**Information shown**
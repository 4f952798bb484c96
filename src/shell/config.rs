// Runtime configuration read from the environment (and `.env` when present).

use std::env;
use std::net::SocketAddr;
use thiserror::Error;

pub const DEFAULT_HTTP_ADDR: &str = "0.0.0.0:8080";

#[derive(Debug, Error, PartialEq, Eq)]
pub enum ConfigError {
    #[error("LEAVE_HTTP_ADDR is not a socket address: {0}")]
    InvalidAddr(String),

    #[error("LEAVE_SEED_DEMO_DATA must be true or false, got {0}")]
    InvalidFlag(String),
}

#[derive(Debug, Clone, PartialEq, Eq)]
pub struct Config {
    pub http_addr: SocketAddr,
    pub seed_demo_data: bool,
}

impl Config {
    pub fn from_env() -> Result<Self, ConfigError> {
        dotenvy::dotenv().ok();
        Self::from_lookup(|key| env::var(key).ok())
    }

    pub fn from_lookup(lookup: impl Fn(&str) -> Option<String>) -> Result<Self, ConfigError> {
        let addr = lookup("LEAVE_HTTP_ADDR").unwrap_or_else(|| DEFAULT_HTTP_ADDR.to_string());
        let http_addr = addr.parse().map_err(|_| ConfigError::InvalidAddr(addr))?;

        let seed_demo_data = match lookup("LEAVE_SEED_DEMO_DATA") {
            None => true,
            Some(flag) => match flag.trim().to_ascii_lowercase().as_str() {
                "1" | "true" | "yes" => true,
                "0" | "false" | "no" => false,
                _ => return Err(ConfigError::InvalidFlag(flag)),
            },
        };

        Ok(Self {
            http_addr,
            seed_demo_data,
        })
    }
}
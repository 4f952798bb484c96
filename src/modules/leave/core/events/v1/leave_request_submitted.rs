// Event payload: LeaveRequestSubmittedV1.
//
// Purpose
// - Record that an employee asked for time off, with the working-day count
//   computed at submission.

use crate::modules::leave::core::request::LeaveCategory;
use crate::shared::core::primitives::{EmployeeId, RequestId};
use chrono::{DateTime, NaiveDate, Utc};

#[derive(Debug, Clone, serde::Serialize, serde::Deserialize, PartialEq, Eq)]
pub struct LeaveRequestSubmittedV1 {
    pub request_id: RequestId,
    pub employee_id: EmployeeId,
    pub category: LeaveCategory,
    pub start_date: NaiveDate,
    pub end_date: NaiveDate,
    pub days: u32,
    pub reason: String,
    pub submitted_at: DateTime<Utc>,
}
use axum::{
    Json,
    extract::{Path, State, rejection::JsonRejection},
    http::StatusCode,
    response::IntoResponse,
};
use chrono::Utc;
use serde::Deserialize;

use crate::modules::leave::use_cases::cancel_leave_request::command::CancelLeaveRequest;
use crate::shell::state::AppState;

#[derive(Deserialize)]
pub struct CancelLeaveRequestBody {
    pub employee_id: String,
}

pub async fn handle(
    State(state): State<AppState>,
    Path(request_id): Path<String>,
    body: Result<Json<CancelLeaveRequestBody>, JsonRejection>,
) -> impl IntoResponse {
    let Json(body) = match body {
        Ok(b) => b,
        Err(_) => return StatusCode::UNPROCESSABLE_ENTITY.into_response(),
    };

    let command = CancelLeaveRequest {
        request_id,
        requester_id: body.employee_id,
        cancelled_at: Utc::now(),
    };

    match state.engine.cancel_request(command).await {
        Ok(request) => Json(request).into_response(),
        Err(err) => err.into_response(),
    }
}
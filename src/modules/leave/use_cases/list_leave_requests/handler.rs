// Request queries: listings, the approval queue, decision history and balances.
//
// Boundaries
// - Reads only. Every listing is folded from the event store on demand.

use crate::modules::leave::core::balance::BalanceSheet;
use crate::modules::leave::core::events::LeaveRequestEvent;
use crate::modules::leave::core::request::{LeaveRequest, LeaveStatus};
use crate::modules::leave::core::validation::{ValidationReport, validate_request};
use crate::modules::leave::engine::LeaveEngine;
use crate::modules::leave::errors::ApplicationError;
use crate::shared::core::primitives::EmployeeId;
use crate::shared::infrastructure::event_store::EventStore;
use chrono::{DateTime, Utc};
use serde::Serialize;
use std::cmp::Reverse;
use std::collections::HashSet;

/// Empty `statuses` matches every status.
#[derive(Debug, Clone, Default, PartialEq, Eq)]
pub struct RequestFilter {
    pub employee_id: Option<EmployeeId>,
    pub statuses: Vec<LeaveStatus>,
}

impl RequestFilter {
    pub fn matches(&self, request: &LeaveRequest) -> bool {
        self.employee_id
            .as_deref()
            .is_none_or(|id| request.employee_id == id)
            && (self.statuses.is_empty() || self.statuses.contains(&request.status))
    }
}

/// A request waiting for its manager, with what approving it now would face.
#[derive(Debug, Clone, PartialEq, Serialize)]
pub struct PendingApproval {
    pub request: LeaveRequest,
    pub working_days: Option<u32>,
    pub errors: Vec<String>,
    pub warnings: Vec<String>,
}

impl PendingApproval {
    fn new(request: LeaveRequest, report: ValidationReport) -> Self {
        Self {
            request,
            working_days: report.working_days,
            errors: report.errors.iter().map(ToString::to_string).collect(),
            warnings: report.warnings.iter().map(ToString::to_string).collect(),
        }
    }
}

impl<S> LeaveEngine<S>
where
    S: EventStore<LeaveRequestEvent> + 'static,
{
    /// Newest submission first.
    pub async fn list_requests(
        &self,
        filter: &RequestFilter,
    ) -> Result<Vec<LeaveRequest>, ApplicationError> {
        let mut requests: Vec<LeaveRequest> = self
            .load_requests()
            .await?
            .into_iter()
            .filter(|r| filter.matches(r))
            .collect();
        requests.sort_by(|a, b| (b.submitted_at, &b.id).cmp(&(a.submitted_at, &a.id)));
        Ok(requests)
    }

    /// Pending requests of the manager's direct reports, oldest first.
    pub async fn pending_approvals(
        &self,
        manager_id: &str,
        now: DateTime<Utc>,
    ) -> Result<Vec<PendingApproval>, ApplicationError> {
        self.known_employee(manager_id)?;
        let reports: HashSet<&str> = self
            .directory
            .subordinates(manager_id)
            .map(|e| e.id.as_str())
            .collect();

        let requests = self.load_requests().await?;
        let mut pending: Vec<&LeaveRequest> = requests
            .iter()
            .filter(|r| r.status == LeaveStatus::Pending)
            .filter(|r| reports.contains(r.employee_id.as_str()))
            .collect();
        pending.sort_by_key(|r| (r.submitted_at, r.id.clone()));

        let ledger = self.ledger.lock().await;
        let holidays = self.holidays.read().await;
        let ctx = self.context(&ledger, &holidays, &requests, now);
        Ok(pending
            .into_iter()
            .map(|r| {
                let report = validate_request(&ctx, &r.employee_id, r.category, r.start_date, r.end_date);
                PendingApproval::new(r.clone(), report)
            })
            .collect())
    }

    /// Approvals and rejections made by `approver_id`, most recent first.
    pub async fn recent_decisions(
        &self,
        approver_id: &str,
    ) -> Result<Vec<LeaveRequest>, ApplicationError> {
        self.known_employee(approver_id)?;
        let mut decided: Vec<LeaveRequest> = self
            .load_requests()
            .await?
            .into_iter()
            .filter(|r| matches!(r.status, LeaveStatus::Approved | LeaveStatus::Rejected))
            .filter(|r| r.approver_id.as_deref() == Some(approver_id))
            .collect();
        decided.sort_by_key(|r| Reverse(r.decided_at));
        Ok(decided)
    }

    pub async fn balances(&self, employee_id: &str) -> Result<BalanceSheet, ApplicationError> {
        let ledger = self.ledger.lock().await;
        ledger
            .sheet(employee_id)
            .cloned()
            .ok_or_else(|| ApplicationError::UnknownEmployee(employee_id.to_string()))
    }

    pub(crate) fn known_employee(&self, employee_id: &str) -> Result<(), ApplicationError> {
        match self.directory.get(employee_id) {
            Some(_) => Ok(()),
            None => Err(ApplicationError::UnknownEmployee(employee_id.to_string())),
        }
    }
}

**Task details**
Both the line containing "#[derive(Deserialize)]" and the line containing "use crate::modules::leave::engine::LeaveEngine;" belong in the answer. Print them and every line above that falls between them exactly, and no others.

**Exercise answer**
#[derive(Deserialize)]
pub struct CancelLeaveRequestBody {
    pub employee_id: String,
}

pub async fn handle(
    State(state): State<AppState>,
    Path(request_id): Path<String>,
    body: Result<Json<CancelLeaveRequestBody>, JsonRejection>,
) -> impl IntoResponse {
    let Json(body) = match body {
        Ok(b) => b,
        Err(_) => return StatusCode::UNPROCESSABLE_ENTITY.into_response(),
    };

    let command = CancelLeaveRequest {
        request_id,
        requester_id: body.employee_id,
        cancelled_at: Utc::now(),
    };

    match state.engine.cancel_request(command).await {
        Ok(request) => Json(request).into_response(),
        Err(err) => err.into_response(),
    }
}
filename src/modules/leave/use_cases/list_leave_requests/handler.rs
// Request queries: listings, the approval queue, decision history and balances.
//
// Boundaries
// - Reads only. Every listing is folded from the event store on demand.

use crate::modules::leave::core::balance::BalanceSheet;
use crate::modules::leave::core::events::LeaveRequestEvent;
use crate::modules::leave::core::request::{LeaveRequest, LeaveStatus};
use crate::modules::leave::core::validation::{ValidationReport, validate_request};
use crate::modules::leave::engine::LeaveEngine;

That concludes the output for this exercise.